Earlier she tucked and smoothed the bed and turned down the covers. She picks up clothes from the floor and then throws them down again. She puts on flannel pajamas—the evening has turned cool—and brushes her hair slowly. Then she looks in on Juliette one more time, expecting to give her a good-night kiss (whether she wants it or not), and then to tackle some of the reading she needs to do.
Juliette’s light is on. Ursula switches it off. Her daughter lies in bed, her head deep in her pillow. “Mommy,” she whimpers. She scoots over and makes room for her mother. “Just for a little while, until I get sleepy?”
As Ursula takes her assigned place, she sees that Juliette has been crying. Ursula wipes her daugher’s cheeks. She cannot remember seeing Michael cry, and she has not seen her son cry since he was a small boy, not even when Ursula’s father died (she took the children to Evanston for the funeral). Of course he was never close to his grandfather, there was never enough time for it.
She doesn’t know what to say. When Juliette is sad or frustrated, words are like tiny packets of potent explosive; it is entirely too easy to say the wrong thing. Ursula is learning that, if you wait, Juliette finally takes the lead.
“I just don’t see how I can make it to the end,” she says. Awash in despair, Juliette does not say what end she had in mind. Ursula chooses the best alternative because it is closest and not so desperate. “There are only a few more weeks,” she says.
“But only dancing matters, and I’m tired all the time. I worry I won’t get to sleep, and if I don’t I won’t get enough rest, and then I’ll be tired in the morning. And Brian will say, no, not on point this time. He’s promised me a small part in the second ballet on point, but I have to have my all for it. And now, if I’m getting fatter, I’ll be off balance. I’ll be ugly.” She bursts into fresh tears.

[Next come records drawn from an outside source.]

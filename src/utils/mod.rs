/*
MIT License

Copyright (c) 2025 multislice contributors
*/

//! Shared numerical utilities

pub mod constants;
pub mod fft;

pub use constants::{BOHR_RADIUS, PHI_SCALE};
pub use fft::ifft2;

Ursula thinks of Michael’s hand on her breast this morning. She remembers that when she was young, her libido had a life of its own, stirred by the way the sun hit a windowsill, because of a song on the radio, or because her thighs brushed as she moved in a chair. Now something else has to happen. Some force has to be put in motion. She is especially touched by surprise, and by gentle moments, by the sight of Michael when she does not expect him. She doesn’t know if he has such thoughts himself. He is a good lover, much less restrained than in any other part of his life. He does not seem to mind the places where she has gone soft, the inevitable droops brought on by age and gravity.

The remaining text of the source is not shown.